Nel frattempo le elezioni amministrative di allontanano, spostate, per via della pandemia, al prossimo ottobre e forse sono un respiro di sollievo per i partiti dilaniati dalle risse interne, con particolare riferimento alle sfide nei grandi comuni dove non sempre (per non dire quasi mai) c’è l’accordo per una strategia comune e per la scelta dei leader locali da far scendere in campo, visto che sui sindaci uscenti non c’è quasi mai accordo, in particolare nell’area del centrosinistra. Per adesso, sempre restare in casa del Pd, le reazioni sono scontate e ammantate di retorica: si chiede a Zingaretti di recedere dalle dimissioni e di tornare al vertice del partito invocando un’unità generale.

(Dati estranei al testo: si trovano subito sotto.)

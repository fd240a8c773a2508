use pakconvert::*;
use std::path::Path;
use std::process::{Command, Output};
use tempfile::TempDir;

fn write_image(dir: &Path, name: &str, width: u32, height: u32) {
    image::RgbaImage::new(width, height)
        .save(dir.join(name))
        .unwrap();
}

fn theme_dir(theme: &str) -> TempDir {
    let dir = TempDir::new().unwrap();
    std::fs::write(dir.path().join("theme"), theme).unwrap();
    dir
}

fn pakconvert(dir: &Path, args: &[&str]) -> Output {
    Command::new(env!("CARGO_BIN_EXE_pakconvert"))
        .current_dir(dir)
        .args(args)
        .env_remove("RUST_LOG")
        .output()
        .expect("Failed to execute pakconvert")
}

#[test]
fn smile_scenario() {
    let dir = theme_dir("smile.png :) :-)\nsmile.png :D\n");
    write_image(dir.path(), "smile.png", 20, 20);
    let converter = Converter::new(dir.path(), ConvertConfig::default()).unwrap();
    let source = read_source(&dir.path().join("theme")).unwrap();
    let conversion = converter.convert(&source).unwrap();

    let lines: Vec<_> = conversion.text.split(", \n").collect();
    assert_eq!(
        lines,
        vec![
            "'smile.png', '20', '20', '1', 'Smile', ':)'",
            "'smile.png', '20', '20', '0', 'Smile', ':-)'",
            "'smile.png', '20', '20', '0', 'Smile', ':D'",
            "",
        ]
    );
    assert_eq!(conversion.stats.records, 3);
    assert_eq!(conversion.stats.entries, 1);
    assert_eq!(conversion.stats.individual_lines, 2);
}

#[test]
fn repeated_runs_are_identical() {
    let dir = theme_dir("b.png :P\na.png :) :'(\n# note\nb.png :p :P\n");
    write_image(dir.path(), "a.png", 8, 8);
    write_image(dir.path(), "b.png", 10, 4);
    let converter = Converter::new(dir.path(), ConvertConfig::default()).unwrap();
    let source = read_source(&dir.path().join("theme")).unwrap();
    let first = converter.convert(&source).unwrap();
    let second = converter.convert(&source).unwrap();
    assert_eq!(first, second);
    assert!(first.text.starts_with("'b.png', '10', '4', '1', 'B', ':P', \n"));
    assert!(first.text.contains("'a.png', '8', '8', '0', 'A', ':\\'(', \n"));
}

#[test]
fn cli_writes_result() {
    let dir = theme_dir("[default]\nmy-emote_01.png :) ;)\n");
    std::fs::create_dir(dir.path().join("images")).unwrap();
    write_image(&dir.path().join("images"), "my-emote_01.png", 19, 21);

    let output = pakconvert(
        dir.path(),
        &["--source", "theme", "--result", "smilies.pak", "--path", "images"],
    );
    assert!(
        output.status.success(),
        "pakconvert failed: {}",
        String::from_utf8_lossy(&output.stdout)
    );
    let stdout = String::from_utf8_lossy(&output.stdout);
    assert!(stdout.contains("[INFO] Found 1 individual line(s)."));
    assert!(stdout.contains("[INFO] Found 1 individual emoticon(s)."));
    assert!(stdout.contains("[INFO] Generated 2 pak line(s) - Inflation of 1 line(s)."));
    for step in ["Beginning parse...", "Condensing duplicates...", "Converting format..."] {
        assert!(stdout.contains(&format!("[INFO] {step}")), "{stdout}");
    }
    assert!(!stdout.contains("[WARN]"), "{stdout}");

    let result = std::fs::read_to_string(dir.path().join("smilies.pak")).unwrap();
    assert_eq!(
        result,
        "'my-emote_01.png', '19', '21', '1', 'My Emote 01', ':)', \n\
         'my-emote_01.png', '19', '21', '0', 'My Emote 01', ';)', \n"
    );
}

#[test]
fn cli_appends_result() {
    let dir = theme_dir("smile.png :)\n");
    write_image(dir.path(), "smile.png", 20, 20);
    std::fs::write(dir.path().join("smilies.pak"), "'old.png', '1', '1', '1', 'Old', ':o', \n").unwrap();

    let output = pakconvert(dir.path(), &["--source", "theme", "--result", "smilies.pak", "-a"]);
    assert!(output.status.success());
    let result = std::fs::read_to_string(dir.path().join("smilies.pak")).unwrap();
    assert_eq!(
        result,
        "'old.png', '1', '1', '1', 'Old', ':o', \n\n'smile.png', '20', '20', '1', 'Smile', ':)', \n"
    );
}

#[test]
fn cli_missing_image_leaves_result_untouched() {
    let dir = theme_dir("smile.png :)\nfrown.png :(\n");
    write_image(dir.path(), "smile.png", 20, 20);

    let output = pakconvert(dir.path(), &["--source", "theme", "--result", "smilies.pak"]);
    assert!(!output.status.success());
    let stdout = String::from_utf8_lossy(&output.stdout);
    assert!(stdout.contains("[ERROR] The image"), "{stdout}");
    assert!(stdout.contains("frown.png"), "{stdout}");
    assert!(!dir.path().join("smilies.pak").exists());
}

#[test]
fn cli_validation_errors() {
    let dir = theme_dir("smile.png :)\n");

    let output = pakconvert(dir.path(), &["--result", "smilies.pak"]);
    assert!(!output.status.success());
    assert!(String::from_utf8_lossy(&output.stdout).contains("[ERROR] No source value supplied!"));

    let output = pakconvert(dir.path(), &["--source", "theme"]);
    assert!(!output.status.success());
    assert!(String::from_utf8_lossy(&output.stdout).contains("[ERROR] No result value supplied!"));

    let output = pakconvert(dir.path(), &["--source", "missing", "--result", "smilies.pak"]);
    assert!(!output.status.success());
    assert!(String::from_utf8_lossy(&output.stdout).contains("does not exist"));

    let output = pakconvert(
        dir.path(),
        &["--source", "theme", "--result", "smilies.pak", "--path", "theme"],
    );
    assert!(!output.status.success());
    assert!(String::from_utf8_lossy(&output.stdout).contains("is not a directory"));
    assert!(!dir.path().join("smilies.pak").exists());
}

#[test]
fn cli_reads_config_file() {
    let dir = theme_dir("; skipped.png :(\nsmile.png :)\n");
    write_image(dir.path(), "smile.png", 20, 20);
    std::fs::write(dir.path().join("markers.json"), r#"{"ignore_markers":[";"]}"#).unwrap();

    let output = pakconvert(
        dir.path(),
        &["--source", "theme", "--result", "smilies.pak", "--config", "markers.json"],
    );
    assert!(output.status.success(), "{}", String::from_utf8_lossy(&output.stdout));
    let result = std::fs::read_to_string(dir.path().join("smilies.pak")).unwrap();
    assert_eq!(result, "'smile.png', '20', '20', '1', 'Smile', ':)', \n");
}

#[test]
fn cli_warns_about_unusable_config() {
    let dir = theme_dir("smile.png :)\n");
    write_image(dir.path(), "smile.png", 20, 20);
    std::fs::write(dir.path().join("broken.json"), "{ not json").unwrap();

    for config in ["typo.json", "broken.json"] {
        let output = pakconvert(
            dir.path(),
            &["--source", "theme", "--result", "smilies.pak", "--config", config],
        );
        assert!(output.status.success());
        let stdout = String::from_utf8_lossy(&output.stdout);
        assert!(
            stdout.contains(&format!("[WARN] Ignoring config '{config}'")),
            "{stdout}"
        );
    }
}
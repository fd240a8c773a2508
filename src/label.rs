use once_cell::sync::Lazy;
use regex::bytes::Regex;
use std::path::Path;

/// Matches single bytes, so each byte of a multi-byte character becomes its own space.
static NOT_WORD_BYTE: Lazy<Regex> =
    Lazy::new(|| Regex::new(r"(?-u)[^A-Za-z0-9\s]").expect("valid label pattern"));

/// Derives a display label from an image path.
///
/// The directory and last extension are dropped, every byte that isn't an
/// ASCII letter, digit or whitespace becomes a space, and each word gets an upper
/// case first letter. Different images may end up with the same label.
pub fn derive_label(path: &Path) -> String {
    let file_name = path
        .file_name()
        .map(|name| name.to_string_lossy())
        .unwrap_or_default();
    let base = match file_name.rsplit_once('.') {
        Some((stem, _)) => stem,
        None => &*file_name,
    };
    let cleaned = NOT_WORD_BYTE.replace_all(base.as_bytes(), &b" "[..]);
    let cleaned = String::from_utf8_lossy(&cleaned);
    title_case(&cleaned)
}

/// Uppercases the first character of every whitespace-delimited word and
/// leaves every other character untouched.
pub fn title_case(text: &str) -> String {
    let mut word_start = true;
    text.chars()
        .map(|c| {
            let out = match word_start {
                true => c.to_ascii_uppercase(),
                false => c,
            };
            word_start = c.is_whitespace();
            out
        })
        .collect()
}

#[test]
fn label_from_punctuated_name() {
    assert_eq!(derive_label(Path::new("my-emote_01.png")), "My Emote 01");
}

#[test]
fn label_drops_directory_and_last_extension() {
    assert_eq!(derive_label(Path::new("themes/default/smile.png")), "Smile");
    assert_eq!(derive_label(Path::new("big.grin.gif")), "Big Grin");
    assert_eq!(derive_label(Path::new("noext")), "Noext");
}

#[test]
fn label_keeps_existing_case_and_spacing() {
    assert_eq!(derive_label(Path::new("LOL--cat.png")), "LOL  Cat");
    assert_eq!(title_case("mIxed case"), "MIxed Case");
}

#[test]
fn label_replaces_non_ascii_per_byte() {
    assert_eq!(derive_label(Path::new("caf\u{e9}.png")), "Caf  ");
    assert_eq!(derive_label(Path::new("\u{263a}-face.png")), "    Face");
}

E’ una sorta di teatro più che prevedibile, anche perché le correnti e i dissensi rimarrebbero come prima, sia pure sotto il mantello d’una unità in chiave moralistica. Anche perchè il regolamento di conti nel partito verrebbe spostato verso i tempi delle elezio0ni amministrazioni amministrative se non addirittura dopo, anche per disporre di risultati elettorali sui quale fare perno pe riprendere tutti i temi della discussione.

Il vero problema del Pd  è l’incertezza su quale direzione andare: è forse più pratico e utile  cercare voti al centro, visto che né Berlusconi né Renzi sono riusciti a compattare un voto moderato che sinora si è disperso sino a disgregarsi? Oppure vale la  pena di saldare l’accordo sinistra  con il M5s e Leu? Ma i grillini quando sono solidi e affidabili? E come è valutabile in termini numerici di voti l’estrema  sinistra? E le scelte d’una simili coalizione sono  sempre riconducibili alla linea d’un elettorato di sinistra ma che però ha anche un ruolo sociale di ceto dirigente e punta alle grandi strategia per la ripresa economica quando cesserà la pandemia? Sono ondeggiamenti che, obiettivamente, hanno coinvolto Zingaretti, sin dalla sua ascesa al vertice del partito. E che certamente sono pesati in questi mesi  in cui si è dovuto convivere con l’asse dei pentastellati? La sensazione che si avverte è che Draghi andrà avanti per la sua strada: i partiti sempre più deboli tutto sommato gli fanno comodo anche perché non possono permettersi il lusso di far saltare il governo.  Ma, alla fin dei conti, si va avanti giorno dopo giorno. Più che prove di forza in politica emergono  prove affannate di debolezza.